Shock Victims are a large and growing faction in tmodern American society. Shock Victims are useless people who annoy and disturb you (hence Shock) without even trying to annoy or disturb you. Shock Victims include idiots, losers, ditzes, hyperactive fools, dazed and confused persons, ex-schizophrenics, politicians voted out of office, very spastic drivers and anyone that bothers you that you can't avoid. Shock Victims never shut up and never say anything worth hearing. Almost everyone younger than 21 or older than 65 is a Shock Victim. Almost everyone who thinks they're in love are Shock Victims, too. Shock Victims are frequently seen in Wal-Marts and Los Angeles. Alcoholics, assholes,niggers,ex-boy/girlfriends that still call you, NASCAR fans, terrorists, high school students, compulsive text messagers, bad hummers and whistlers and most other manifestations of DEE-dee-dees are Shock Victims. There are some types that are immune from Shock, such as communists, veterans, astronauts, Evil Dictators, the Pope, Christopher Walken and Clint Eastwood. Shock Victims are loud and obnoxious, incoherent, aggravating and impossible to ignore. Darwin Awards are almost exclusively won by Shock Victims.
History of Shock Victims
Chiefly an American phenomenon, Shock Victims have indeed been part of U.S. and Western society since the beginning. However, in the past, they were much easier to avoid or get rid of. In colonial days, any village idiot who mouthed off, caused a ruckus or publicly embarrassed themselves generally got locked in the stocks, accused of being a witch/warlock and burned or thrown out of town, at which point they headed for the frontier and became pioneers, frequently dying from Indian attack or of typhus after breaking an axle on their wagon and being unable to repair it. For this reason, a very good test to find out if someone is a Shock Victim is to make them play "Oregon Trail." If they are unable to win - ever - then there is a 90% chance they are in Shock and always will be.

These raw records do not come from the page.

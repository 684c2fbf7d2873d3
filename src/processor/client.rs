use std::time::Duration;

use reqwest::header::{HeaderMap, HeaderValue, ACCEPT, AUTHORIZATION, CONTENT_TYPE};
use serde::Serialize;
use serde_json::Value;
use tracing::{error, instrument};
use url::Url;

use crate::{
    config::GatewayConfig,
    errors::GatewayError,
    processor::types::{
        PretransactDescriptor, SubscriptionPayload, SubscriptionResponse, TransactPayload,
        TransactResponse,
    },
};

const PUBLISHABLE_KEY_HEADER: &str = "x-publishable-api-key";

/// Client for the ChargX API. One method per endpoint; every call is a
/// single bounded round trip. Non-2xx responses and transport failures come
/// back as typed errors carrying status and raw body. Retries are a caller
/// decision: retrying a charge risks duplication.
pub struct ProcessorClient {
    http: reqwest::Client,
    endpoint: Url,
    admin_endpoint: Url,
    publishable_key: String,
    secret_key: Option<String>,
}

impl ProcessorClient {
    pub fn new(
        endpoint: &str,
        admin_endpoint: &str,
        publishable_key: &str,
        secret_key: Option<&str>,
        timeout: Duration,
    ) -> Result<Self, GatewayError> {
        let http = reqwest::Client::builder()
            .timeout(timeout)
            .build()
            .map_err(|e| GatewayError::Internal(format!("failed to build HTTP client: {e}")))?;

        Ok(Self {
            http,
            endpoint: parse_base_url(endpoint)?,
            admin_endpoint: parse_base_url(admin_endpoint)?,
            publishable_key: publishable_key.trim().to_string(),
            secret_key: secret_key
                .map(|k| k.trim().to_string())
                .filter(|k| !k.is_empty()),
        })
    }

    /// Build a client from gateway configuration, using the key pair the
    /// test-mode flag selects.
    pub fn from_config(config: &GatewayConfig) -> Result<Self, GatewayError> {
        Self::new(
            &config.endpoint,
            &config.admin_endpoint,
            config.active_publishable_key(),
            config.active_secret_key(),
            config.request_timeout(),
        )
    }

    pub fn publishable_key(&self) -> &str {
        &self.publishable_key
    }

    /// Retrieve the short-lived token-request descriptor.
    ///
    /// `GET /pretransact`
    #[instrument(skip(self))]
    pub async fn pretransact(&self) -> Result<PretransactDescriptor, GatewayError> {
        let value = self.get("pretransact").await?;
        serde_json::from_value(value)
            .map_err(|e| GatewayError::ProcessorUnavailable(format!("bad pretransact body: {e}")))
    }

    /// Charge (authorize + capture in one call).
    ///
    /// `POST /transact`
    #[instrument(skip(self, payload), fields(order_id = %payload.order_id))]
    pub async fn transact(&self, payload: &TransactPayload) -> Result<TransactResponse, GatewayError> {
        let value = self.post("transact", payload).await?;
        Ok(serde_json::from_value(value)?)
    }

    /// Authorize only; capture happens later.
    ///
    /// `POST /card/authorize`
    #[instrument(skip(self, payload), fields(order_id = %payload.order_id))]
    pub async fn authorize(
        &self,
        payload: &TransactPayload,
    ) -> Result<TransactResponse, GatewayError> {
        let value = self.post("card/authorize", payload).await?;
        Ok(serde_json::from_value(value)?)
    }

    /// Capture a previously authorized transaction.
    ///
    /// `POST /transaction/capture`
    #[instrument(skip(self))]
    pub async fn capture(&self, order_id: &str) -> Result<Value, GatewayError> {
        self.post("transaction/capture", &order_id_body(order_id))
            .await
    }

    /// `POST /transaction/refund`
    #[instrument(skip(self))]
    pub async fn refund(&self, order_id: &str) -> Result<Value, GatewayError> {
        self.post("transaction/refund", &order_id_body(order_id))
            .await
    }

    /// `POST /transaction/void`
    #[instrument(skip(self))]
    pub async fn void(&self, order_id: &str) -> Result<Value, GatewayError> {
        self.post("transaction/void", &order_id_body(order_id)).await
    }

    /// Create a subscription for recurring payments.
    ///
    /// `POST /subscription`
    #[instrument(skip(self, payload), fields(variant_id = %payload.variant_id))]
    pub async fn create_subscription(
        &self,
        payload: &SubscriptionPayload,
    ) -> Result<SubscriptionResponse, GatewayError> {
        let value = self.post("subscription", payload).await?;
        Ok(serde_json::from_value(value)?)
    }

    /// `GET /subscription/{id}`
    #[instrument(skip(self))]
    pub async fn get_subscription(&self, id: &str) -> Result<Value, GatewayError> {
        self.get(&format!("subscription/{}", urlencode(id))).await
    }

    /// `DELETE /subscription/{id}`
    #[instrument(skip(self))]
    pub async fn delete_subscription(&self, id: &str) -> Result<Value, GatewayError> {
        self.delete(&format!("subscription/{}", urlencode(id))).await
    }

    /// Payout via the admin API. Requires the secret key.
    ///
    /// `POST /admin/payout`
    #[instrument(skip(self, payload))]
    pub async fn payout(&self, payload: &Value) -> Result<Value, GatewayError> {
        self.admin_post("payout", payload).await
    }

    async fn get(&self, path: &str) -> Result<Value, GatewayError> {
        let url = self.join(&self.endpoint, path)?;
        let response = self
            .http
            .get(url)
            .headers(self.public_headers())
            .send()
            .await
            .map_err(transport_error)?;
        handle_response(response).await
    }

    async fn post<B: Serialize + ?Sized>(&self, path: &str, body: &B) -> Result<Value, GatewayError> {
        let url = self.join(&self.endpoint, path)?;
        let response = self
            .http
            .post(url)
            .headers(self.public_headers())
            .json(body)
            .send()
            .await
            .map_err(transport_error)?;
        handle_response(response).await
    }

    async fn delete(&self, path: &str) -> Result<Value, GatewayError> {
        let url = self.join(&self.endpoint, path)?;
        let response = self
            .http
            .delete(url)
            .headers(self.public_headers())
            .send()
            .await
            .map_err(transport_error)?;
        handle_response(response).await
    }

    async fn admin_post<B: Serialize + ?Sized>(
        &self,
        path: &str,
        body: &B,
    ) -> Result<Value, GatewayError> {
        let secret = self.secret_key.as_deref().ok_or_else(|| {
            GatewayError::Configuration("ChargX secret key is missing".to_string())
        })?;

        let url = self.join(&self.admin_endpoint, path)?;
        let mut headers = json_headers();
        headers.insert(
            AUTHORIZATION,
            HeaderValue::from_str(&format!("Basic {secret}"))
                .map_err(|_| GatewayError::Configuration("secret key is not a valid header value".to_string()))?,
        );

        let response = self
            .http
            .post(url)
            .headers(headers)
            .json(body)
            .send()
            .await
            .map_err(transport_error)?;
        handle_response(response).await
    }

    fn public_headers(&self) -> HeaderMap {
        let mut headers = json_headers();
        if let Ok(value) = HeaderValue::from_str(&self.publishable_key) {
            headers.insert(PUBLISHABLE_KEY_HEADER, value);
        }
        headers
    }

    fn join(&self, base: &Url, path: &str) -> Result<Url, GatewayError> {
        base.join(path.trim_start_matches('/'))
            .map_err(|e| GatewayError::Internal(format!("bad API path {path:?}: {e}")))
    }
}

fn parse_base_url(raw: &str) -> Result<Url, GatewayError> {
    let normalized = if raw.ends_with('/') {
        raw.to_string()
    } else {
        format!("{raw}/")
    };
    Url::parse(&normalized)
        .map_err(|e| GatewayError::Configuration(format!("invalid API endpoint {raw:?}: {e}")))
}

fn json_headers() -> HeaderMap {
    let mut headers = HeaderMap::new();
    headers.insert(CONTENT_TYPE, HeaderValue::from_static("application/json"));
    headers.insert(ACCEPT, HeaderValue::from_static("application/json"));
    headers
}

fn order_id_body(order_id: &str) -> Value {
    serde_json::json!({ "orderId": order_id })
}

fn urlencode(raw: &str) -> String {
    // Percent-encode everything outside the unreserved set, enough for
    // subscription ids in a path segment.
    raw.bytes()
        .map(|b| match b {
            b'A'..=b'Z' | b'a'..=b'z' | b'0'..=b'9' | b'-' | b'_' | b'.' | b'~' => {
                (b as char).to_string()
            }
            other => format!("%{:02X}", other),
        })
        .collect()
}

fn transport_error(err: reqwest::Error) -> GatewayError {
    if err.is_timeout() {
        GatewayError::Transport(format!("request timed out: {err}"))
    } else {
        GatewayError::Transport(err.to_string())
    }
}

async fn handle_response(response: reqwest::Response) -> Result<Value, GatewayError> {
    let status = response.status();
    let body = response.text().await.map_err(transport_error)?;

    if !status.is_success() {
        let err = GatewayError::processor(status.as_u16(), body);
        if let GatewayError::Processor {
            status,
            body,
            message,
        } = &err
        {
            error!(%status, %message, response = %body, "ChargX API error");
        }
        return Err(err);
    }

    // Successful responses with a non-JSON body collapse to an empty
    // object; callers treat missing fields as contract failures.
    Ok(serde_json::from_str(&body).unwrap_or_else(|_| Value::Object(serde_json::Map::new())))
}

#[cfg(test)]
mod tests {
    use super::*;

    fn client(endpoint: &str) -> ProcessorClient {
        ProcessorClient::new(
            endpoint,
            &format!("{endpoint}/admin"),
            "pk_test_123",
            Some("sk_test_123"),
            Duration::from_secs(30),
        )
        .unwrap()
    }

    #[test]
    fn base_url_normalization_keeps_path_joins_stable() {
        let c = client("https://api.chargx.io");
        let url = c.join(&c.endpoint, "transaction/refund").unwrap();
        assert_eq!(url.as_str(), "https://api.chargx.io/transaction/refund");

        let url = c.join(&c.endpoint, "/pretransact").unwrap();
        assert_eq!(url.as_str(), "https://api.chargx.io/pretransact");
    }

    #[test]
    fn subscription_ids_are_path_encoded() {
        assert_eq!(urlencode("sub_123"), "sub_123");
        assert_eq!(urlencode("sub/../x"), "sub%2F..%2Fx");
        assert_eq!(urlencode("a b"), "a%20b");
    }

    #[tokio::test]
    async fn admin_post_without_secret_key_is_a_config_error() {
        let c = ProcessorClient::new(
            "https://api.chargx.io",
            "https://api.chargx.io/admin",
            "pk_test_123",
            None,
            Duration::from_secs(30),
        )
        .unwrap();

        let err = c.payout(&serde_json::json!({})).await.unwrap_err();
        assert!(matches!(err, GatewayError::Configuration(_)));
    }
}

As the frontier closed, Shock Victims could no longer be easily excluded or ostracized, and modern technology has made it much harder to avoid Shock Victims, removing many opportunities for them to get themselves killed. Many Shock Victims ended up in L.A. because it is the only place in the U.S. where they are accepted as normal. The only benefit is that Shock Victims can and will do all the jobs normal people will not.
The Internet is now chiefly operated by Shock Victims, their proudest achievement being Wikipedia.

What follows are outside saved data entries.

#![allow(dead_code)]

use std::collections::HashMap;
use std::sync::Arc;
use std::time::Duration;

use async_trait::async_trait;
use rust_decimal::Decimal;
use rust_decimal_macros::dec;
use tokio::sync::mpsc;

use chargx_gateway::{
    checkout::{CheckoutForm, CheckoutOrder, OrderStatus, SubmissionResult},
    errors::GatewayError,
    events::EventSender,
    processor::ProcessorClient,
};

/// In-memory order standing in for the host's order storage.
pub struct TestOrder {
    pub order_id: String,
    pub total: Decimal,
    pub currency: String,
    pub meta: HashMap<String, String>,
    pub status: OrderStatus,
    pub notes: Vec<String>,
    pub cart_emptied: bool,
}

impl TestOrder {
    pub fn new() -> Self {
        Self {
            order_id: "1001".to_string(),
            total: dec!(19.90),
            currency: "USD".to_string(),
            meta: HashMap::new(),
            status: OrderStatus::Pending,
            notes: Vec::new(),
            cart_emptied: false,
        }
    }
}

impl CheckoutOrder for TestOrder {
    fn id(&self) -> String {
        self.order_id.clone()
    }
    fn total(&self) -> Decimal {
        self.total
    }
    fn currency(&self) -> String {
        self.currency.clone()
    }

    fn billing_first_name(&self) -> String {
        "Ada".to_string()
    }
    fn billing_last_name(&self) -> String {
        "Lovelace".to_string()
    }
    fn billing_email(&self) -> String {
        "ada@example.com".to_string()
    }
    fn billing_phone(&self) -> String {
        "+1 555 0100".to_string()
    }
    fn billing_address_1(&self) -> String {
        "1 Analytical Way".to_string()
    }
    fn billing_address_2(&self) -> String {
        "Suite 2".to_string()
    }
    fn billing_city(&self) -> String {
        "London".to_string()
    }
    fn billing_state(&self) -> String {
        "LDN".to_string()
    }
    fn billing_postcode(&self) -> String {
        "12345".to_string()
    }
    fn billing_country(&self) -> String {
        "GB".to_string()
    }

    fn meta(&self, key: &str) -> Option<String> {
        self.meta.get(key).cloned()
    }
    fn set_meta(&mut self, key: &str, value: String) {
        self.meta.insert(key.to_string(), value);
    }
    fn delete_meta(&mut self, key: &str) {
        self.meta.remove(key);
    }

    fn set_status(&mut self, status: OrderStatus, note: &str) {
        self.status = status;
        self.notes.push(note.to_string());
    }
    fn add_note(&mut self, note: &str) {
        self.notes.push(note.to_string());
    }

    fn empty_cart(&mut self) {
        self.cart_emptied = true;
    }
}

/// In-memory place-order form. `submit` answers with a canned envelope and
/// counts how often the submission actually went through.
pub struct TestForm {
    pub opaque_data: Option<String>,
    pub submissions: usize,
    pub errors: Vec<String>,
    pub response: SubmissionResult,
}

impl TestForm {
    pub fn new() -> Self {
        Self {
            opaque_data: None,
            submissions: 0,
            errors: Vec::new(),
            response: SubmissionResult::success(Some("/order-received/1001".to_string())),
        }
    }

    pub fn answering(response: SubmissionResult) -> Self {
        Self {
            response,
            ..Self::new()
        }
    }
}

#[async_trait]
impl CheckoutForm for TestForm {
    fn opaque_data(&self) -> Option<String> {
        self.opaque_data.clone()
    }

    fn set_opaque_data(&mut self, serialized: String) {
        self.opaque_data = Some(serialized);
    }

    async fn submit(&mut self) -> Result<SubmissionResult, GatewayError> {
        self.submissions += 1;
        Ok(self.response.clone())
    }

    fn submit_error(&mut self, message: &str) {
        self.errors.push(message.to_string());
    }
}

/// Client wired against a mock processor.
pub fn processor_client(base_uri: &str) -> Arc<ProcessorClient> {
    Arc::new(
        ProcessorClient::new(
            base_uri,
            &format!("{base_uri}/admin"),
            "pk_test_123",
            Some("sk_test_123"),
            Duration::from_secs(5),
        )
        .unwrap(),
    )
}

/// Event sender whose receiver is drained in the background.
pub fn event_sender() -> EventSender {
    let (tx, mut rx) = mpsc::channel(64);
    tokio::spawn(async move { while rx.recv().await.is_some() {} });
    EventSender::new(tx)
}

Shock Victims in Everyday Life
Dealings with Shock Victims are unavoidable and common. Some examples include:
- The dumass who throws on his brakes on the open road for no damn reason.
- Anyone who answers every cell phone call, no matter what they are doing - driving, during meetings, at the checkout counter, during church, or in a movie theater.
- Anyone you have to explain something to more than twice - especially if they're on a cell phone while you're explaining.
- Anyone who calls the IT department and the problem is the monitor wasn't on.
- People who can't do their jobs and it's obvious - see Wal-Mart and McDonald's - because of a crystal meth problem.
- People who can't operate an ATM - and you're behind them.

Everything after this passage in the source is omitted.